Recent advances in calcium imaging acquisition techniques are creating datasets of the order of Terabytes/week. Memory and computationally efficient algorithms are required to analyze in reasonable amount of time terabytes of data. This project implements a set of essential methods required in the calcium imaging movies analysis pipeline. Fast and scalable algorithms are implemented for motion correction, movie manipulation, and source and spike extraction. CaImAn also contains some routines for the analyisis of behavior from video cameras. In summary, CaImAn provides a general purpose tool to handle large movies, with special emphasis on tools for two-photon and one-photon calcium imaging and behavioral datasets.
A Computational toolbox for large scale Calcium Imaging data Analysis. The code implements the CNMF algorithm for simultaneous source extraction and spike inference from large scale calcium imaging movies. Many more features are included. The code is suitable for the analysis of somatic imaging data. Improved implementation for the analysis of dendritic/axonal imaging data will be added in the future.
DeepSEA is a deep learning-based algorithmic framework for predicting the chromatin effects of sequence alterations with single nucleotide sensitivity. DeepSEA can accurately predict the epigenetic state of a sequence, including transcription factors binding, DNase I sensitivities and histone marks in multiple cell types, and further utilize this capability to predict the chromatin effects of sequence variants and prioritize regulatory variants.
Tissue-specific Interactions: FNTM leverages a tissue-specific gold standard to automatically up-weight datasets relevant to a tissue from a large data compendium of diverse tissues and cell-types. The resulting functional networks accurately capture tissue-specific functional interactions.
Multi-tissue Analysis: Beyond questions pertaining to the role of single genes in single tissues, FNTM also enables examination of changes in gene function across tissues on a broad scale. Users can compare a gene’s functional interaction in different tissues by selecting the relevant tissues in the dropdown menu.
Tissue-specific Interactions: GIANT leverages a tissue-specific gold standard to automatically up-weight datasets relevant to a tissue from a large data compendium of diverse tissues and cell-types. The resulting functional networks accurately capture tissue-specific functional interactions.
Multi-tissue Analysis: Beyond questions pertaining to the role of single genes in single tissues, GIANT also enables examination of changes in gene function across tissues on a broad scale. Users can compare a gene’s functional interaction in different tissues by selecting the relevant tissues in the dropdown menu.
NetWAS Analysis: GIANT can effectively reprioritize functional associations from a genome-wide association study (GWAS) and potentially identify additional disease-associated genes. The approach, named NetWAS, can be applied to any GWAS study, and does not require that the phenotype or disease have any known associated genes.

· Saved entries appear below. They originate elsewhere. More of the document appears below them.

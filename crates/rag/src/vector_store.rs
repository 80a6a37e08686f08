//! Vector store abstraction over the document index.
//!
//! Points carry a JSON payload shaped `{page_content, metadata: {...}}`.

use std::collections::BTreeMap;

use {
    async_trait::async_trait,
    serde::{Deserialize, Serialize},
    serde_json::{Value, json},
    tokio::sync::RwLock,
};

#[derive(Debug, Clone, PartialEq, Serialize, Deserialize)]
pub struct Point {
    pub id: String,
    pub vector: Vec<f32>,
    pub payload: Value,
}

#[derive(Debug, Clone, PartialEq, Serialize, Deserialize)]
pub struct ScoredPoint {
    pub id: String,
    pub score: f32,
    #[serde(default)]
    pub payload: Value,
}

#[derive(Debug, Clone, PartialEq, Serialize, Deserialize)]
pub struct StoredPoint {
    pub id: String,
    #[serde(default)]
    pub payload: Value,
}

/// Exact match on a (possibly dotted) payload key, e.g. `metadata.source`.
#[derive(Debug, Clone, PartialEq)]
pub struct FieldMatch {
    pub key: String,
    pub value: String,
}

impl FieldMatch {
    pub fn new(key: impl Into<String>, value: impl Into<String>) -> Self {
        Self {
            key: key.into(),
            value: value.into(),
        }
    }

    pub fn matches(&self, payload: &Value) -> bool {
        self.key
            .split('.')
            .try_fold(payload, |v, k| v.get(k))
            .and_then(Value::as_str)
            .is_some_and(|v| v == self.value)
    }
}

#[async_trait]
pub trait VectorStore: Send + Sync {
    async fn upsert(&self, points: Vec<Point>) -> anyhow::Result<()>;

    /// Nearest neighbours by cosine similarity, best first.
    async fn search(&self, vector: &[f32], limit: usize) -> anyhow::Result<Vec<ScoredPoint>>;

    async fn scroll(&self, filter: Option<&FieldMatch>, limit: usize) -> anyhow::Result<Vec<StoredPoint>>;

    async fn delete_points(&self, ids: &[String]) -> anyhow::Result<()>;

    /// Approximate number of points.
    async fn count(&self) -> anyhow::Result<u64>;

    async fn collection_info(&self) -> anyhow::Result<Value>;

    /// Drop the collection and create it empty with `vector_size` cosine vectors.
    async fn recreate_collection(&self, vector_size: usize) -> anyhow::Result<()>;

    fn collection_name(&self) -> &str;
}

pub fn cosine_similarity(a: &[f32], b: &[f32]) -> f32 {
    if a.len() != b.len() || a.is_empty() {
        return 0.0;
    }
    let dot: f32 = a.iter().zip(b).map(|(x, y)| x * y).sum();
    let na: f32 = a.iter().map(|x| x * x).sum::<f32>().sqrt();
    let nb: f32 = b.iter().map(|x| x * x).sum::<f32>().sqrt();
    if na == 0.0 || nb == 0.0 {
        return 0.0;
    }
    dot / (na * nb)
}

/// Brute-force store used by tests and local runs without Qdrant.
pub struct InMemoryVectorStore {
    name: String,
    vector_size: RwLock<usize>,
    points: RwLock<BTreeMap<String, Point>>,
}

impl InMemoryVectorStore {
    pub fn new(name: impl Into<String>, vector_size: usize) -> Self {
        Self {
            name: name.into(),
            vector_size: RwLock::new(vector_size),
            points: RwLock::new(BTreeMap::new()),
        }
    }
}

#[async_trait]
impl VectorStore for InMemoryVectorStore {
    async fn upsert(&self, points: Vec<Point>) -> anyhow::Result<()> {
        let size = *self.vector_size.read().await;
        let mut guard = self.points.write().await;
        for point in points {
            if point.vector.len() != size {
                anyhow::bail!(
                    "wrong vector dimension for point {}: expected {size}, got {}",
                    point.id,
                    point.vector.len()
                );
            }
            guard.insert(point.id.clone(), point);
        }
        Ok(())
    }

    async fn search(&self, vector: &[f32], limit: usize) -> anyhow::Result<Vec<ScoredPoint>> {
        let guard = self.points.read().await;
        let mut scored: Vec<ScoredPoint> = guard
            .values()
            .map(|p| ScoredPoint {
                id: p.id.clone(),
                score: cosine_similarity(vector, &p.vector),
                payload: p.payload.clone(),
            })
            .collect();
        scored.sort_by(|a, b| b.score.total_cmp(&a.score));
        scored.truncate(limit);
        Ok(scored)
    }

    async fn scroll(&self, filter: Option<&FieldMatch>, limit: usize) -> anyhow::Result<Vec<StoredPoint>> {
        let guard = self.points.read().await;
        Ok(guard
            .values()
            .filter(|p| filter.is_none_or(|f| f.matches(&p.payload)))
            .take(limit)
            .map(|p| StoredPoint {
                id: p.id.clone(),
                payload: p.payload.clone(),
            })
            .collect())
    }

    async fn delete_points(&self, ids: &[String]) -> anyhow::Result<()> {
        let mut guard = self.points.write().await;
        for id in ids {
            guard.remove(id);
        }
        Ok(())
    }

    async fn count(&self) -> anyhow::Result<u64> {
        Ok(self.points.read().await.len() as u64)
    }

    async fn collection_info(&self) -> anyhow::Result<Value> {
        Ok(json!({
            "collection_name": self.name,
            "status": "green",
            "points_count": self.points.read().await.len(),
            "vectors_config": {"size": *self.vector_size.read().await, "distance": "Cosine"},
        }))
    }

    async fn recreate_collection(&self, vector_size: usize) -> anyhow::Result<()> {
        self.points.write().await.clear();
        *self.vector_size.write().await = vector_size;
        Ok(())
    }

    fn collection_name(&self) -> &str {
        &self.name
    }
}
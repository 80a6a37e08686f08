use crate::tool_registry::ToolRegistry;

const ASSISTANT_INTRO: &str = "\
You are the company's Internal Assistant with advanced project management capabilities. You can:

1) **RAG Q&A Internal (qna_internal)** – Jawab pertanyaan policy/SOP, handbook dari dokumen internal, disini intinya adalah semua document yang hubungannya dengan internal company, dan anda harus menjawabnya sesuai dengan pertanyaan dari user. Jika konteks berasal dari beberapa potongan, gabungkan untuk menyusun jawaban lengkap.

2) **Dynamic Project Intelligence (intelligent_project_query)** – Akses LANGSUNG ke Microsoft Planner melalui Graph API. Tool ini DINAMIS dan bisa handle SEMUA jenis pertanyaan tentang project tanpa perlu pre-defined functions:
   - List semua projects dari berbagai groups
   - Analisis progress project tertentu
   - Cari task spesifik dan detailnya
   - Bandingkan multiple projects
   - Portfolio analysis
   - Overdue tasks identification
   - Custom queries sesuai kebutuhan user

3) **Template Documents (fetch_template)** – Ambil template dokumen sebagai tautan unduh sementara
4) **Notifications (notify)** – Kirim notifikasi/pengingat

**AUTHENTICATION NOTE:**
- Project features require Microsoft login via delegated permissions with PKCE
- If user asks about projects but not authenticated, inform them to login first

**USAGE GUIDELINES:**
- Untuk SEMUA pertanyaan project, gunakan intelligent_project_query tool dengan query lengkap user
- Tool akan secara otomatis menentukan approach terbaik
- Selalu berikan insight yang actionable dan highlight masalah penting

**RESPONSE STYLE:**
- Professional namun friendly
- Gunakan format yang clear dengan bullet points atau sections
- Highlight urgent items dengan emoji peringatan
- Berikan next steps recommendations
- Jawab dalam bahasa Indonesia kecuali diminta otherwise

Gunakan tools secara selektif dan berikan jawaban yang komprehensif namun tidak berlebihan.
";

/// System prompt of the top-level assistant. Tool schemas travel through the
/// native function-calling API; the prompt only lists what is registered.
pub fn build_system_prompt(tools: &ToolRegistry) -> String {
    let mut prompt = String::from(ASSISTANT_INTRO);

    if !tools.is_empty() {
        prompt.push_str("\n## Available Tools\n\n");
        for name in tools.names() {
            if let Some(tool) = tools.get(name) {
                prompt.push_str(&format!("- {name}: {}\n", tool.description()));
            }
        }
    }

    prompt
}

HumanBase applies machine learning algorithms to learn biological associations from massive genomic data collections. These integrative analyses reach beyond existing “biological knowledge” represented in the literature to identify novel, data-driven associations.
Analyze your experimental results in the functional context of gene-gene networks from multiple organisms. Use IMP to direct additional functional experiments by identifying novel gene participants in a pathway or additional processes that a gene of interest participates in.

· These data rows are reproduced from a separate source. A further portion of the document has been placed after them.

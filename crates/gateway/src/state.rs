use std::sync::Arc;

use {
    assistant_agents::{AzureOpenAiProvider, ConversationBuffer, LlmProvider},
    assistant_config::AssistantConfig,
    assistant_graph::{GRAPH_BASE_URL, GraphClient, Planner, ProjectAssistant, TodoAssistant, TodoClient},
    assistant_memory::ConversationMemory,
    assistant_oauth::{DelegatedSession, PLANNER, TODO, TokenStore, load_oauth_config},
    assistant_rag::{
        AzureBlobStore, AzureEmbeddingProvider, AzureLayoutAnalyzer, BlobStore, DocumentManager,
        EmbeddingProvider, Indexer, QdrantStore, RagService, VectorStore,
    },
    assistant_tools::ToolBackends,
    tracing::{info, warn},
};

use crate::error::{ApiError, ApiResult};

/// Account used by the browser login endpoints and the HTTP project/To-Do
/// routes.
pub const SESSION_USER: &str = "current_user";

const CHAT_BUFFER_MESSAGES: usize = 20;

/// Backends the gateway is built from. Optional pieces switch their routes
/// off when missing.
pub struct Services {
    pub llm: Arc<dyn LlmProvider>,
    pub memory: Option<Arc<ConversationMemory>>,
    pub rag: Option<Arc<RagService>>,
    pub documents: Option<Arc<DocumentManager>>,
    pub blobs: Option<Arc<dyn BlobStore>>,
    pub webhook_url: Option<String>,
    pub graph_base_url: String,
    pub default_prefix: String,
    pub debug: bool,
}

impl Services {
    pub fn new(llm: Arc<dyn LlmProvider>) -> Self {
        Self {
            llm,
            memory: None,
            rag: None,
            documents: None,
            blobs: None,
            webhook_url: None,
            graph_base_url: GRAPH_BASE_URL.into(),
            default_prefix: "sop/".into(),
            debug: false,
        }
    }
}

/// Shared state behind every route.
pub struct GatewayState {
    pub version: String,
    pub debug: bool,
    pub default_prefix: String,
    pub llm: Arc<dyn LlmProvider>,
    pub memory: Option<Arc<ConversationMemory>>,
    pub documents: Option<Arc<DocumentManager>>,
    pub tools: ToolBackends,
    pub planner_session: Arc<DelegatedSession>,
    pub todo_session: Arc<DelegatedSession>,
    pub projects: Arc<ProjectAssistant>,
    pub todo: Arc<TodoAssistant>,
    pub conversations: ConversationBuffer,
}

impl GatewayState {
    pub fn new(
        services: Services,
        planner_session: Arc<DelegatedSession>,
        todo_session: Arc<DelegatedSession>,
    ) -> Arc<Self> {
        let graph = |session: &Arc<DelegatedSession>| {
            Arc::new(GraphClient::new(Arc::clone(session)).with_base_url(services.graph_base_url.clone()))
        };
        let planner = Arc::new(Planner::new(graph(&planner_session)));
        let todo_client = Arc::new(TodoClient::new(graph(&todo_session)));

        let projects = Arc::new(ProjectAssistant::new(
            Arc::clone(&services.llm),
            planner,
            services.memory.clone(),
        ));
        let todo = Arc::new(TodoAssistant::new(
            Arc::clone(&services.llm),
            todo_client,
            services.memory.clone(),
        ));

        let tools = ToolBackends {
            rag: services.rag,
            projects: Some(Arc::clone(&projects)),
            blobs: services.blobs,
            webhook_url: services.webhook_url,
            project_user: Some(SESSION_USER.into()),
        };

        Arc::new(Self {
            version: env!("CARGO_PKG_VERSION").to_string(),
            debug: services.debug,
            default_prefix: services.default_prefix,
            llm: services.llm,
            memory: services.memory,
            documents: services.documents,
            tools,
            planner_session,
            todo_session,
            projects,
            todo,
            conversations: ConversationBuffer::new(CHAT_BUFFER_MESSAGES),
        })
    }

    /// Wire the Azure, Qdrant and Microsoft identity backends from config.
    ///
    /// Only the chat model is mandatory. Everything else is logged and left
    /// out when it is not configured.
    pub async fn from_config(config: &AssistantConfig) -> anyhow::Result<Arc<Self>> {
        let llm: Arc<dyn LlmProvider> = Arc::new(AzureOpenAiProvider::from_config(&config.azure_openai)?);
        let memory = assistant_memory::initialize(config).await;

        let embedder: Option<Arc<dyn EmbeddingProvider>> =
            match AzureEmbeddingProvider::from_config(&config.azure_openai) {
                Ok(e) => Some(Arc::new(e)),
                Err(e) => {
                    warn!(error = %e, "embeddings disabled");
                    None
                },
            };
        let store: Option<Arc<dyn VectorStore>> = match QdrantStore::from_config(&config.qdrant) {
            Ok(s) => Some(Arc::new(s)),
            Err(e) => {
                warn!(error = %e, "vector store disabled");
                None
            },
        };
        let blobs: Option<Arc<dyn BlobStore>> = match AzureBlobStore::from_config(&config.blob) {
            Ok(b) => Some(Arc::new(b)),
            Err(e) => {
                warn!(error = %e, "blob storage disabled");
                None
            },
        };
        let analyzer = match AzureLayoutAnalyzer::from_config(&config.docint) {
            Ok(a) => Some(Arc::new(a)),
            Err(e) => {
                warn!(error = %e, "document analysis disabled");
                None
            },
        };

        let rag = match (&embedder, &store) {
            (Some(embedder), Some(store)) => Some(Arc::new(
                RagService::new(Arc::clone(embedder), Arc::clone(store), Arc::clone(&llm), memory.clone())
                    .with_max_docs(config.rag.max_docs),
            )),
            _ => None,
        };
        let documents = match (&blobs, analyzer, &embedder, &store) {
            (Some(blobs), Some(analyzer), Some(embedder), Some(store)) => {
                let indexer = Indexer::new(Arc::clone(blobs), analyzer, Arc::clone(embedder), Arc::clone(store));
                Some(Arc::new(
                    DocumentManager::new(Arc::new(indexer)).with_vector_size(config.qdrant.vector_size),
                ))
            },
            _ => None,
        };

        if !config.identity.is_configured() {
            warn!("MS_CLIENT_ID or TENANT_ID is not set, Microsoft login will fail");
        }
        let tokens = TokenStore::new();
        let session = |provider: &str| -> anyhow::Result<Arc<DelegatedSession>> {
            let oauth = load_oauth_config(provider, &config.identity)
                .ok_or_else(|| anyhow::anyhow!("no OAuth configuration for {provider}"))?;
            Ok(Arc::new(DelegatedSession::new(provider, oauth).with_store(tokens.clone())))
        };
        let planner_session = session(PLANNER)?;
        let todo_session = session(TODO)?;

        info!(
            memory = memory.is_some(),
            rag = rag.is_some(),
            documents = documents.is_some(),
            "backends initialised"
        );

        let services = Services {
            llm,
            memory,
            rag,
            documents,
            blobs,
            webhook_url: config.notify.webhook_url.clone(),
            graph_base_url: GRAPH_BASE_URL.into(),
            default_prefix: config.rag.default_prefix.clone(),
            debug: config.server.debug,
        };
        Ok(Self::new(services, planner_session, todo_session))
    }

    pub fn memory(&self) -> ApiResult<&Arc<ConversationMemory>> {
        self.memory
            .as_ref()
            .ok_or_else(|| ApiError::unavailable("Memory system not available"))
    }

    pub fn documents(&self) -> ApiResult<&Arc<DocumentManager>> {
        self.documents
            .as_ref()
            .ok_or_else(|| ApiError::unavailable("Document management not available"))
    }
}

KNNimpute is an implementation of the k-nearest neighbors algorithm for estimation of missing values in microarray data. In our comparative study of several different methods used for missing value estimation we determined that KNNimpute provides superior performance in a variety of situations.

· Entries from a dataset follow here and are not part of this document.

use {
    secrecy::{ExposeSecret, Secret},
    serde::{Deserialize, Serialize, Serializer},
};

/// OAuth client registration for one provider.
#[derive(Debug, Clone, Serialize, Deserialize)]
pub struct OAuthConfig {
    pub client_id: String,
    /// Confidential clients send this on every token request.
    #[serde(default, serialize_with = "serialize_option_secret")]
    pub client_secret: Option<Secret<String>>,
    pub auth_url: String,
    pub token_url: String,
    pub redirect_uri: String,
    #[serde(default)]
    pub scopes: Vec<String>,
    #[serde(default)]
    pub use_pkce: bool,
    #[serde(default)]
    pub extra_auth_params: Vec<(String, String)>,
}

impl OAuthConfig {
    pub fn scope_string(&self) -> String {
        self.scopes.join(" ")
    }
}

#[derive(Debug, Clone)]
pub struct PkceChallenge {
    pub verifier: String,
    pub challenge: String,
}

/// Tokens returned by the token endpoint, with absolute expiry.
#[derive(Debug, Clone, Serialize, Deserialize)]
pub struct OAuthTokens {
    #[serde(serialize_with = "serialize_secret")]
    pub access_token: Secret<String>,
    #[serde(default, serialize_with = "serialize_option_secret")]
    pub refresh_token: Option<Secret<String>>,
    /// Unix seconds when the tokens were received.
    pub received_at: u64,
    /// Unix seconds when the access token expires, if the server said.
    #[serde(default)]
    pub expires_at: Option<u64>,
}

impl OAuthTokens {
    /// True when the token is missing an expiry or expires within `buffer_secs` of `now`.
    pub fn is_expired(&self, now: u64, buffer_secs: u64) -> bool {
        match self.expires_at {
            Some(exp) => now + buffer_secs >= exp,
            None => true,
        }
    }
}

pub fn serialize_secret<S: Serializer>(
    secret: &Secret<String>,
    serializer: S,
) -> Result<S::Ok, S::Error> {
    serializer.serialize_str(secret.expose_secret())
}

pub fn serialize_option_secret<S: Serializer>(
    secret: &Option<Secret<String>>,
    serializer: S,
) -> Result<S::Ok, S::Error> {
    match secret {
        Some(s) => serializer.serialize_some(s.expose_secret()),
        None => serializer.serialize_none(),
    }
}

#[cfg(test)]
mod tests {
    use super::*;

    fn tokens(expires_at: Option<u64>) -> OAuthTokens {
        OAuthTokens {
            access_token: Secret::new("at".into()),
            refresh_token: None,
            received_at: 1_000,
            expires_at,
        }
    }

    #[test]
    fn expiry_uses_buffer() {
        let t = tokens(Some(4_600));
        assert!(!t.is_expired(4_000, 300));
        assert!(t.is_expired(4_300, 300));
        assert!(tokens(None).is_expired(0, 0));
    }

    #[test]
    fn tokens_round_trip_through_json() {
        let mut t = tokens(Some(10));
        t.refresh_token = Some(Secret::new("rt".into()));
        let json = serde_json::to_string(&t).unwrap();
        assert!(json.contains("\"access_token\":\"at\""));
        let back: OAuthTokens = serde_json::from_str(&json).unwrap();
        assert_eq!(back.refresh_token.unwrap().expose_secret(), "rt");
        assert_eq!(back.expires_at, Some(10));
    }
}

This server performs in silico nano-dissection, an approach we developed to identify genes with novel cell-lineage specific expression. This method leverages high-throughput functional genomics data from tissue homogenates to accurately predict genes enriched in specific cell types.
SEEK is a computational gene co-expression search engine. SEEK provides biologists with a way to navigate the massive human expression compendium that now contains thousands of expression datasets. SEEK returns a robust ranking of co-expressed genes in the biological area of interest defined by the user’s query genes. In the meantime, it also prioritizes thousands of expression datasets according to the user’s query of interest. The unique strengths of SEEK include its support for multi-gene query and cross-platform analysis, as well as its rich visualization features.
Sleipnir is a C++ library enabling efficient analysis, integration, mining, and machine learning over genomic data. This includes a particular focus on microarrays, since they make up the bulk of available data for many organisms, but Sleipnir can also integrate a wide variety of other data types, from pairwise physical interactions to sequence similarity or shared transcription factor binding sites. All analysis is done with attention to speed and memory usage, enabling the integration of hundreds of datasets covering tens of thousands of genes. In addition to the core library, Sleipnir comes with a variety of pre-made tools, providing solutions to common data processing tasks and examples to help you use Sleipnir in your own programs. Sleipnir is free, open source, fully documented, and ready to be used by itself or as a component in your computational biology analyses.
This is now the home of URSA and URSA(HD). Leveraging gene expression profiles of thousands of tissue and disease samples, URSA and URSA(HD) identify distinct molecular signatures of individual tissues and diseases. Submit your gene expression profile to use these molecular signatures and ascertain the tissue and disease signal in your data.